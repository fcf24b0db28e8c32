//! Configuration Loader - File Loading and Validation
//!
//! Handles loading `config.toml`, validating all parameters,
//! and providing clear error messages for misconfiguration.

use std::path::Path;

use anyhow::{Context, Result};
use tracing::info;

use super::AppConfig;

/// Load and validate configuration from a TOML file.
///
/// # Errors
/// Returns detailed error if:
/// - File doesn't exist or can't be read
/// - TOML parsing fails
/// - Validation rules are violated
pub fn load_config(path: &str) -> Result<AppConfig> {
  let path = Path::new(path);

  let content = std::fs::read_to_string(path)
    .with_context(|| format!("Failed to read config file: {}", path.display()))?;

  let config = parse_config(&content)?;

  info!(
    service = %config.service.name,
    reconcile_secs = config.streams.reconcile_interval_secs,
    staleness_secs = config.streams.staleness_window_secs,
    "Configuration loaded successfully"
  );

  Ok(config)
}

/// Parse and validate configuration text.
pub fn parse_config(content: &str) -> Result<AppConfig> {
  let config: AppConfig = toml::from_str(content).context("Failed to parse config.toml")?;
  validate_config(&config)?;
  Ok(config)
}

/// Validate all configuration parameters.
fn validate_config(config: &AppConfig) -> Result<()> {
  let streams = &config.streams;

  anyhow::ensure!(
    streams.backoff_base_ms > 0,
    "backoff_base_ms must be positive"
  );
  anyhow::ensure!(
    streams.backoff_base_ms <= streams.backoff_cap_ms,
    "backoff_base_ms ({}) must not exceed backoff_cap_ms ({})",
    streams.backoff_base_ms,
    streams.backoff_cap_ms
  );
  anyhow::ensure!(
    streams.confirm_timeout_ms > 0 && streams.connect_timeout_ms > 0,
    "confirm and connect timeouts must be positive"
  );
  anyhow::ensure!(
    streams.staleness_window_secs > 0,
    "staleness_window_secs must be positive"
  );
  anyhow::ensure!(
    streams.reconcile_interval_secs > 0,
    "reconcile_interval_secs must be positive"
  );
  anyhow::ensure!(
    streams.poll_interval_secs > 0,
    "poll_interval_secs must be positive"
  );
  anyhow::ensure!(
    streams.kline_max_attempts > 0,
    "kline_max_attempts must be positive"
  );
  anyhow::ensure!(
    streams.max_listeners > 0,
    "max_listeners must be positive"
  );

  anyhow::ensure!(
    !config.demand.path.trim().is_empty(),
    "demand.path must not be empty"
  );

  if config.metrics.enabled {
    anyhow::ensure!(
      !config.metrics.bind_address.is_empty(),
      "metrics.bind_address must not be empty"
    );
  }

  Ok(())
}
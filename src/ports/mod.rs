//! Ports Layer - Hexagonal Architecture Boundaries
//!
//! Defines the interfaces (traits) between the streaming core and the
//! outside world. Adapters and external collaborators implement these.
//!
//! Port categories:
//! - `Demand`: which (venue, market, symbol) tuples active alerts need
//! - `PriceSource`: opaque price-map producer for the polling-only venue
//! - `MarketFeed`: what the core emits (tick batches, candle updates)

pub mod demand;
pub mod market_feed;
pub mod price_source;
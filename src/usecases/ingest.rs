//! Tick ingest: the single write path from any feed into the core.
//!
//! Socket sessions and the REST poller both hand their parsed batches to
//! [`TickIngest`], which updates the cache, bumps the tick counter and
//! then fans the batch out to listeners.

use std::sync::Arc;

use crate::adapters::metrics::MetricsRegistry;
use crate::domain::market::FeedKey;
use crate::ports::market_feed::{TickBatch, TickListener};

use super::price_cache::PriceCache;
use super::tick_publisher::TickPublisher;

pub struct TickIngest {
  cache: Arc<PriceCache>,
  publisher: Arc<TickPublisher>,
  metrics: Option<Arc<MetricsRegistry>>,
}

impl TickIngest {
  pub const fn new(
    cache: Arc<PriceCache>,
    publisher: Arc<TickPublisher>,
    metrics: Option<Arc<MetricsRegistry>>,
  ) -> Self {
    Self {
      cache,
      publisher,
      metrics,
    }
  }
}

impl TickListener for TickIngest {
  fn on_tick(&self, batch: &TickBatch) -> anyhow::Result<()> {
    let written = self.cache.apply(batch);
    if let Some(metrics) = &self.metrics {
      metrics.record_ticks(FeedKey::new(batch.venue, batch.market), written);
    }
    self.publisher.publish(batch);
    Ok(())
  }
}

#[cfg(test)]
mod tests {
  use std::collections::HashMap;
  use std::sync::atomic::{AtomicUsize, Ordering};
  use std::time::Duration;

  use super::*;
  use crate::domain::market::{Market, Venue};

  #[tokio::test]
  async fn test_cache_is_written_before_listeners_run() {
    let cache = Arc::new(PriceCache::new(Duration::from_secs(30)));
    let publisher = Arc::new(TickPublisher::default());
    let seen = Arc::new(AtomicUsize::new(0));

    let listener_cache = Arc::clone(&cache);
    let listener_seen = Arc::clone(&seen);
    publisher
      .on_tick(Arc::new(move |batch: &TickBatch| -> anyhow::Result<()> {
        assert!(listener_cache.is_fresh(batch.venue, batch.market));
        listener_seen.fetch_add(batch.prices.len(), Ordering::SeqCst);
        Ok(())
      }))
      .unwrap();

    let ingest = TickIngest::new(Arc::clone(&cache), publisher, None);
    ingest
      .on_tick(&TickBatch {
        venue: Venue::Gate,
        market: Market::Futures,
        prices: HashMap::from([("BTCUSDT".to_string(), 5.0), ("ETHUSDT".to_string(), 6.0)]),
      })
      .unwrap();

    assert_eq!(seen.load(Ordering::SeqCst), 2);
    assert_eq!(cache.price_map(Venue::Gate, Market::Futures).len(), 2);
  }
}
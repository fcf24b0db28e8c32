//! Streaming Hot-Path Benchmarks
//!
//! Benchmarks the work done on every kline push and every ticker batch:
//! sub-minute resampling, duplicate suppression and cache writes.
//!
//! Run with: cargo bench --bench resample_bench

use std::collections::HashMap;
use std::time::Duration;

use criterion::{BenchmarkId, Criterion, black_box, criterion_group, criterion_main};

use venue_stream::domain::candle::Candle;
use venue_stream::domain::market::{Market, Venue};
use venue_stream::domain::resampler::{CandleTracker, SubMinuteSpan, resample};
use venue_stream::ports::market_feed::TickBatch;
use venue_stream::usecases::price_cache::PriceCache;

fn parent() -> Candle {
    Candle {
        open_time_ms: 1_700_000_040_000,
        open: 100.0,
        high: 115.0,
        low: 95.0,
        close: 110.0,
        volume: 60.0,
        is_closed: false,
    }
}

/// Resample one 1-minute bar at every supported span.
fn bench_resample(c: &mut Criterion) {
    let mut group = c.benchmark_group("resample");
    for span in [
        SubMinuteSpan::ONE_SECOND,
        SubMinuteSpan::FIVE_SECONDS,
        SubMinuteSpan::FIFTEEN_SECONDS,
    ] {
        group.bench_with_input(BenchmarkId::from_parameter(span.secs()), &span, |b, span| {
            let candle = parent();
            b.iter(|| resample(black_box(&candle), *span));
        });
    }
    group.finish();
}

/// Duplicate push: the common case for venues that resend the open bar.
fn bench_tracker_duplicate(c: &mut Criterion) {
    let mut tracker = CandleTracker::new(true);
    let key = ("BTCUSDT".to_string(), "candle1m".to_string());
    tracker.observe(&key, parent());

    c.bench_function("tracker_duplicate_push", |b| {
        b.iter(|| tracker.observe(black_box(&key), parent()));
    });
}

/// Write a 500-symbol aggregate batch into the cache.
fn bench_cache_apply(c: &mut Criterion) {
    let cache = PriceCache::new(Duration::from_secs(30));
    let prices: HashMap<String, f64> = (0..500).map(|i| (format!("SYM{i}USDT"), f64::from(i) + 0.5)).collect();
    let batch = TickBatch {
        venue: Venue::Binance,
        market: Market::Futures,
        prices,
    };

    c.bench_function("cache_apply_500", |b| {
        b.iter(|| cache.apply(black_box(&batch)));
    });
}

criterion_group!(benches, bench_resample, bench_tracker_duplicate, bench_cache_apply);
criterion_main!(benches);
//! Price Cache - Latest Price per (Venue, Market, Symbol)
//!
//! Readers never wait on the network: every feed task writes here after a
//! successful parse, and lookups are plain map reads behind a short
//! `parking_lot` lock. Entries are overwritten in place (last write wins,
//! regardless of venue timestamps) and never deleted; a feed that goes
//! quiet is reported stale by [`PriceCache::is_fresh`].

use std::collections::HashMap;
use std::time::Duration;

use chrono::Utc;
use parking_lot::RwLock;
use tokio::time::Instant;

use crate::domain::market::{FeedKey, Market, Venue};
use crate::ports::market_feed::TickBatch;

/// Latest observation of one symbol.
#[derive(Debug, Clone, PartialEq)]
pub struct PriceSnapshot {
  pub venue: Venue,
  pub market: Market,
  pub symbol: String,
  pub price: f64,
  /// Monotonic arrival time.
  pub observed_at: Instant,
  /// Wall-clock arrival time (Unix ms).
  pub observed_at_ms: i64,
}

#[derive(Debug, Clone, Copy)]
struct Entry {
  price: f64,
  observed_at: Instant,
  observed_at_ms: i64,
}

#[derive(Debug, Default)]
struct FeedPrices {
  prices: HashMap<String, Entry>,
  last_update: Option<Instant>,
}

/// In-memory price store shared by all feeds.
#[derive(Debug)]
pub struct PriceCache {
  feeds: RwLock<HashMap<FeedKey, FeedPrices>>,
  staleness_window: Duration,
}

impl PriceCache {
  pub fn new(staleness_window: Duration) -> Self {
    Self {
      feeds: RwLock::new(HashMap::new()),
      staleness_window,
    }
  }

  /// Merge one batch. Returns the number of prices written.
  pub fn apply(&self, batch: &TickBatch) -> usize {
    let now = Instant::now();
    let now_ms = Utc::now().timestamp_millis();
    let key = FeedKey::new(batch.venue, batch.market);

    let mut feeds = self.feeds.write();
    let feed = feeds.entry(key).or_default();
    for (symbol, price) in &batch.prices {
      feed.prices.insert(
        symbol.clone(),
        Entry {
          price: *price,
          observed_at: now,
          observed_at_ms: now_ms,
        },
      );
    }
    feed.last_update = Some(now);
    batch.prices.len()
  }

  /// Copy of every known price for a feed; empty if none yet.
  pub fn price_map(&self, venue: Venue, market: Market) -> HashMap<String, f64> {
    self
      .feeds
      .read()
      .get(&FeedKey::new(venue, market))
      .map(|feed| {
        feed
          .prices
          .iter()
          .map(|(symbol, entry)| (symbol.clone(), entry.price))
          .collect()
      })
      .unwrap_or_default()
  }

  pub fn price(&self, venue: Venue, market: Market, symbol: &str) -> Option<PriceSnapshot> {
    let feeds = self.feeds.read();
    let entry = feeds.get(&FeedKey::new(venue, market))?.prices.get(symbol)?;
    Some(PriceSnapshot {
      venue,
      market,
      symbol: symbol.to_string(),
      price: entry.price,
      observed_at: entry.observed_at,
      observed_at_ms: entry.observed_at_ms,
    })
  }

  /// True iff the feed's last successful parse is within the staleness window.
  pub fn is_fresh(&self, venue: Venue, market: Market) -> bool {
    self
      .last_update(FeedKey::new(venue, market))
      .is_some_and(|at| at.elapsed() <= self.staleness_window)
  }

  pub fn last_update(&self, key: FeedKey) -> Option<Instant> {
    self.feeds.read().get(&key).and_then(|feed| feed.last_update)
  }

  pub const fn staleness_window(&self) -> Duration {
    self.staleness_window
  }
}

+ + + + +

What lines above hold the word "BTCUSDT"? List them all.

■ EXERCISE OUTPUT
        prices: HashMap::from([("BTCUSDT".to_string(), 5.0), ("ETHUSDT".to_string(), 6.0)]),
    let key = ("BTCUSDT".to_string(), "candle1m".to_string());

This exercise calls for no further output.